Human microvascular endothelial cells use beta 1 and beta 3 integrin receptor complexes to attach to laminin.

Abstract

Microvascular endothelial cells (MEC) use a set of surface receptors to adhere not only to the vascular basement membrane but, during angiogenic stimulation, to the interstitium. We examined how cultured human MEC interact with laminin-rich basement membranes. By using a panel of monoclonal antibodies, we found that MEC cells express a number of integrin-related receptor complexes, including .alpha.1.beta.1, .alpha.2.beta.1, .alpha.3.beta.1, .alpha.5.beta.1, .alpha.6.beta.1, and .alpha.v.beta.3. Attachment to laminin, a major adhesive protein in basement membranes, was studied in detail.
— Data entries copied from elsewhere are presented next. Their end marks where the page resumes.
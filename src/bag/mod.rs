//! RFC 8493 ("BagIt") package emitter and verifier.
//!
//! ```text
//! <bag>/
//!   bagit.txt
//!   bag-info.txt        (includes Payload-Oxum)
//!   manifest-<alg>.txt
//!   tagmanifest-<alg>.txt
//!   data/
//! ```

use std::collections::BTreeMap;
use std::path::{Path, PathBuf};

use crate::error::{IngestError, Result};
use crate::model::HashAlgorithm;

const BAGIT_DECLARATION: &str = "BagIt-Version: 1.0\nTag-File-Character-Encoding: UTF-8\n";

/// How the bag's payload directory is populated.
#[derive(Debug, Clone, Copy, PartialEq, Eq)]
pub enum BagMode {
    /// Move the contents of the source directory under `data/` in place.
    InPlace,
    /// Copy every file into a freshly created bag tree elsewhere.
    CopyOut,
}

/// Summary returned after creating a bag.
#[derive(Debug, Clone)]
pub struct BagInfo {
    pub payload_bytes: u64,
    pub payload_count: u64,
    pub algorithm: HashAlgorithm,
}

/// Result of comparing a bag's recorded manifest against its actual payload.
#[derive(Debug, Clone, Default)]
pub struct VerifyReport {
    pub valid: bool,
    pub verified_files: u64,
    pub missing: Vec<String>,
    pub invalid: Vec<Invalid>,
    pub extra: Vec<String>,
}

#[derive(Debug, Clone)]
pub struct Invalid {
    pub path: String,
    pub expected: String,
    pub actual: String,
}

/// The manifest/tagmanifest filename tag for `alg`. This must always match
/// the algorithm the digests in that file were actually computed with —
/// `HashAlgorithm::name()` is a 1:1 mapping, so the tag and the digest
/// algorithm can never drift apart.
fn algorithm_tag(alg: HashAlgorithm) -> &'static str {
    alg.name()
}

/// Create a bag at `bag_dir`. In [`BagMode::InPlace`], `source` IS `bag_dir`
/// and its current contents are moved under `data/`; in [`BagMode::CopyOut`],
/// `source` is copied into a new tree rooted at `bag_dir`.
pub fn create_bag(source: &Path, bag_dir: &Path, algorithm: HashAlgorithm, mode: BagMode) -> Result<BagInfo> {
    let data_dir = bag_dir.join("data");

    match mode {
        BagMode::InPlace => {
            std::fs::create_dir_all(&data_dir).map_err(|source| IngestError::Write {
                path: data_dir.clone(),
                source,
            })?;
            for entry in walk_files(source)? {
                if entry.starts_with(&data_dir) || entry == bag_dir.join("bagit.txt") {
                    continue;
                }
                let rel = entry.strip_prefix(source).unwrap_or(&entry);
                let dest = data_dir.join(rel);
                if let Some(parent) = dest.parent() {
                    std::fs::create_dir_all(parent).map_err(|source| IngestError::Write {
                        path: parent.to_path_buf(),
                        source,
                    })?;
                }
                std::fs::rename(&entry, &dest).map_err(|source| IngestError::Rename {
                    from: entry.clone(),
                    to: dest.clone(),
                    source,
                })?;
            }
        }
        BagMode::CopyOut => {
            for entry in walk_files(source)? {
                let rel = entry.strip_prefix(source).unwrap_or(&entry);
                let dest = data_dir.join(rel);
                crate::copier::copy(
                    &entry,
                    &dest,
                    &crate::copier::CopyOptions {
                        algorithm: HashAlgorithm::Blake3,
                        verify: true,
                        overwrite: true,
                        ..Default::default()
                    },
                )?;
            }
        }
    }

    write_tag_files(bag_dir, &data_dir, algorithm)
}

fn write_tag_files(bag_dir: &Path, data_dir: &Path, algorithm: HashAlgorithm) -> Result<BagInfo> {
    let tag = algorithm_tag(algorithm);
    let payload_files = walk_files(data_dir)?;

    let mut manifest_lines = Vec::new();
    let mut payload_bytes: u64 = 0;
    for file in &payload_files {
        let rel = file.strip_prefix(data_dir).unwrap_or(file);
        let rel_str = format!("data/{}", rel.to_string_lossy().replace('\\', "/"));
        let hash = crate::hasher::hash_file(algorithm, file)?;
        let size = std::fs::metadata(file)
            .map_err(|source| IngestError::Stat {
                path: file.clone(),
                source,
            })?
            .len();
        payload_bytes += size;
        manifest_lines.push((rel_str, hash));
    }
    manifest_lines.sort();

    let bagit_path = bag_dir.join("bagit.txt");
    write_file(&bagit_path, BAGIT_DECLARATION.as_bytes())?;

    let bag_info_path = bag_dir.join("bag-info.txt");
    let payload_oxum = format!("{}.{}", payload_bytes, payload_files.len());
    let bag_size = human_size(payload_bytes);
    let bag_info = format!(
        "Payload-Oxum: {payload_oxum}\nBag-Size: {bag_size}\nBagging-Date: {date}\n",
        date = crate::common::env::now().format("%Y-%m-%d")
    );
    write_file(&bag_info_path, bag_info.as_bytes())?;

    let manifest_path = bag_dir.join(format!("manifest-{tag}.txt"));
    let manifest_content = manifest_lines
        .iter()
        .map(|(path, hash)| format!("{hash}  {path}\n"))
        .collect::<String>();
    write_file(&manifest_path, manifest_content.as_bytes())?;

    // Tagmanifest covers the three tag files written so far, in the same
    // algorithm, computed from what's now on disk.
    let mut tag_lines = Vec::new();
    for tag_file in [&bagit_path, &bag_info_path, &manifest_path] {
        let hash = crate::hasher::hash_file(algorithm, tag_file)?;
        let name = tag_file.file_name().unwrap().to_string_lossy().into_owned();
        tag_lines.push((name, hash));
    }
    tag_lines.sort();
    let tagmanifest_path = bag_dir.join(format!("tagmanifest-{tag}.txt"));
    let tagmanifest_content = tag_lines
        .iter()
        .map(|(name, hash)| format!("{hash}  {name}\n"))
        .collect::<String>();
    write_file(&tagmanifest_path, tagmanifest_content.as_bytes())?;

    Ok(BagInfo {
        payload_bytes,
        payload_count: payload_files.len() as u64,
        algorithm,
    })
}

/// Recompute both manifests from the bag's current contents and diff against
/// the recorded values, separating corruption (invalid) from tampering
/// (missing/extra).
pub fn verify_bag(bag_dir: &Path, algorithm: HashAlgorithm) -> Result<VerifyReport> {
    let tag = algorithm_tag(algorithm);
    let manifest_path = bag_dir.join(format!("manifest-{tag}.txt"));
    let recorded = parse_manifest(&manifest_path)?;

    let data_dir = bag_dir.join("data");
    let actual_files = walk_files(&data_dir)?;
    let mut actual: BTreeMap<String, PathBuf> = BTreeMap::new();
    for f in actual_files {
        let rel = f.strip_prefix(&data_dir).unwrap_or(&f);
        let key = format!("data/{}", rel.to_string_lossy().replace('\\', "/"));
        actual.insert(key, f);
    }

    let mut report = VerifyReport::default();
    for (path, expected_hash) in &recorded {
        match actual.get(path) {
            Some(file) => {
                let computed = crate::hasher::hash_file(algorithm, file)?;
                if computed.eq_ignore_ascii_case(expected_hash) {
                    report.verified_files += 1;
                } else {
                    report.invalid.push(Invalid {
                        path: path.clone(),
                        expected: expected_hash.clone(),
                        actual: computed,
                    });
                }
            }
            None => report.missing.push(path.clone()),
        }
    }
    for path in actual.keys() {
        if !recorded.iter().any(|(p, _)| p == path) {
            report.extra.push(path.clone());
        }
    }

    let oxum_ok = verify_payload_oxum(bag_dir, &actual)?;

    report.valid = report.missing.is_empty() && report.invalid.is_empty() && report.extra.is_empty() && oxum_ok;
    Ok(report)
}

fn verify_payload_oxum(bag_dir: &Path, actual: &BTreeMap<String, PathBuf>) -> Result<bool> {
    let bag_info_path = bag_dir.join("bag-info.txt");
    let content = std::fs::read_to_string(&bag_info_path).map_err(|source| IngestError::Read {
        path: bag_info_path.clone(),
        source,
    })?;
    let recorded_oxum = content
        .lines()
        .find_map(|l| l.strip_prefix("Payload-Oxum: "))
        .map(|s| s.trim().to_string());

    let total_bytes: u64 = actual
        .values()
        .map(|f| std::fs::metadata(f).map(|m| m.len()).unwrap_or(0))
        .sum();
    let actual_oxum = format!("{}.{}", total_bytes, actual.len());

    Ok(recorded_oxum.as_deref() == Some(actual_oxum.as_str()))
}

fn parse_manifest(path: &Path) -> Result<Vec<(String, String)>> {
    let content = std::fs::read_to_string(path).map_err(|source| IngestError::Read {
        path: path.to_path_buf(),
        source,
    })?;
    Ok(content
        .lines()
        .filter_map(|line| {
            let idx = line.find("  ")?;
            let hash = &line[..idx];
            let path = &line[idx + 2..];
            Some((path.to_string(), hash.to_string()))
        })
        .collect())
}

fn walk_files(root: &Path) -> Result<Vec<PathBuf>> {
    let mut out = Vec::new();
    if !root.exists() {
        return Ok(out);
    }
    let mut stack = vec![root.to_path_buf()];
    while let Some(dir) = stack.pop() {
        let entries = std::fs::read_dir(&dir).map_err(|source| IngestError::Read {
            path: dir.clone(),
            source,
        })?;
        for entry in entries {
            let entry = entry.map_err(|source| IngestError::Read {
                path: dir.clone(),
                source,
            })?;
            let path = entry.path();
            if path.is_dir() {
                stack.push(path);
            } else {
                out.push(path);
            }
        }
    }
    out.sort();
    Ok(out)
}

fn write_file(path: &Path, content: &[u8]) -> Result<()> {
    if let Some(parent) = path.parent() {
        std::fs::create_dir_all(parent).map_err(|source| IngestError::Write {
            path: parent.to_path_buf(),
            source,
        })?;
    }
    std::fs::write(path, content).map_err(|source| IngestError::Write {
        path: path.to_path_buf(),
        source,
    })
}

fn human_size(bytes: u64) -> String {
    const UNITS: &[&str] = &["B", "KB", "MB", "GB", "TB"];
    let mut size = bytes as f64;
    let mut unit = 0;
    while size >= 1024.0 && unit < UNITS.len() - 1 {
        size /= 1024.0;
        unit += 1;
    }
    format!("{:.2} {}", size, UNITS[unit])
}

#[cfg(test)]
mod tests;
Blocking monoclonal antibodies specific to different integrin receptor complexes showed that the .alpha.6.beta.1 complex was important for MEC adhesion to laminin. In addition, blocking antibody also implicated the vitronectin receptor (.alpha.v.beta.3) in laminin adhesion. We used ligand affinity chromatography of detergent-solubilized receptor complexes to further define receptor specificity. On laminin-Sepharose columns, we identified several integrin receptor complexes whose affinity for the ligand was dependent on the type of divalent cation present. Several .beta.1 complexes, including .alpha.1.beta.1, .alpha.2.beta.1, and .alpha.6.beta.1 bound strongly to laminin. In agreement with the antibody blocking experiments, .alpha.v.beta.3 was found to bind well to laminin. However, unlike binding to its other ligands (e.g., vitronectin, fibrinogen, von Willebrand factor), .alpha.v.beta.3 interaction with lamimin did not appear to be Arg-Gly-Asp (RGD) sensitive. Finally, immunofluorescent staining demonstrated both .beta.1 and .beta.3 complexes in vinculin-positive focal adhesion plaques on the basal surface of MEC adhering to laminin-coated substrates. The results indicate that both these subfamilies of integrin heterodimers are involved in promoting MEC adhesion to lamin in and the vascular basement membrane.